**Assigned task:** Exactly as they appear below, repeat the lines from the one with "fn caption(&self, text: &str) -> String;" through the one with "#[arg(long, short = 'c')]", and no others.

**Provided records:**

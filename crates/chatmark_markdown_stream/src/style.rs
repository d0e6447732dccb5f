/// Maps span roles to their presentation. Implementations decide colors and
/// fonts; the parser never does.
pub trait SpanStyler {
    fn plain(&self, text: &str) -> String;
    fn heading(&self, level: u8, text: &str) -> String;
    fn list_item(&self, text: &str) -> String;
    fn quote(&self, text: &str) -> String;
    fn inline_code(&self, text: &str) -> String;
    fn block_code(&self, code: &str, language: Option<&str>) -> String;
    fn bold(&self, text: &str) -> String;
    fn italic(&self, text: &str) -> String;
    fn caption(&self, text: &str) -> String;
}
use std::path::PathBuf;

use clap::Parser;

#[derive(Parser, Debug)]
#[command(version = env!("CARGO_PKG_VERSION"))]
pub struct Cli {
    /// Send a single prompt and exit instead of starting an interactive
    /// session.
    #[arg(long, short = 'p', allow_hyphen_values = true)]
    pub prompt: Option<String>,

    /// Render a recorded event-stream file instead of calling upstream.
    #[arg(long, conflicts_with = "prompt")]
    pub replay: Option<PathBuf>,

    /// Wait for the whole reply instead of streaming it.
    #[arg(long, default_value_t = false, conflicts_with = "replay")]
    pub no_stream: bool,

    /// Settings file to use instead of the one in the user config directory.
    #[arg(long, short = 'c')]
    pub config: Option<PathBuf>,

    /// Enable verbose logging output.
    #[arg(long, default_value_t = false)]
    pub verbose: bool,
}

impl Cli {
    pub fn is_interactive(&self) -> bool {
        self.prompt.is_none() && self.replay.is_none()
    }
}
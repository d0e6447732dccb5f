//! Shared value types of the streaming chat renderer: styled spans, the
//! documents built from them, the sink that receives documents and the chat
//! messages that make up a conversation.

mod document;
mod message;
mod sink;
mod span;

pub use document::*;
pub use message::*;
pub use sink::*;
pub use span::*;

**Final answer:**
    fn caption(&self, text: &str) -> String;
}
use std::path::PathBuf;

use clap::Parser;

#[derive(Parser, Debug)]
#[command(version = env!("CARGO_PKG_VERSION"))]
pub struct Cli {
    /// Send a single prompt and exit instead of starting an interactive
    /// session.
    #[arg(long, short = 'p', allow_hyphen_values = true)]
    pub prompt: Option<String>,

    /// Render a recorded event-stream file instead of calling upstream.
    #[arg(long, conflicts_with = "prompt")]
    pub replay: Option<PathBuf>,

    /// Wait for the whole reply instead of streaming it.
    #[arg(long, default_value_t = false, conflicts_with = "replay")]
    pub no_stream: bool,

    /// Settings file to use instead of the one in the user config directory.
    #[arg(long, short = 'c')]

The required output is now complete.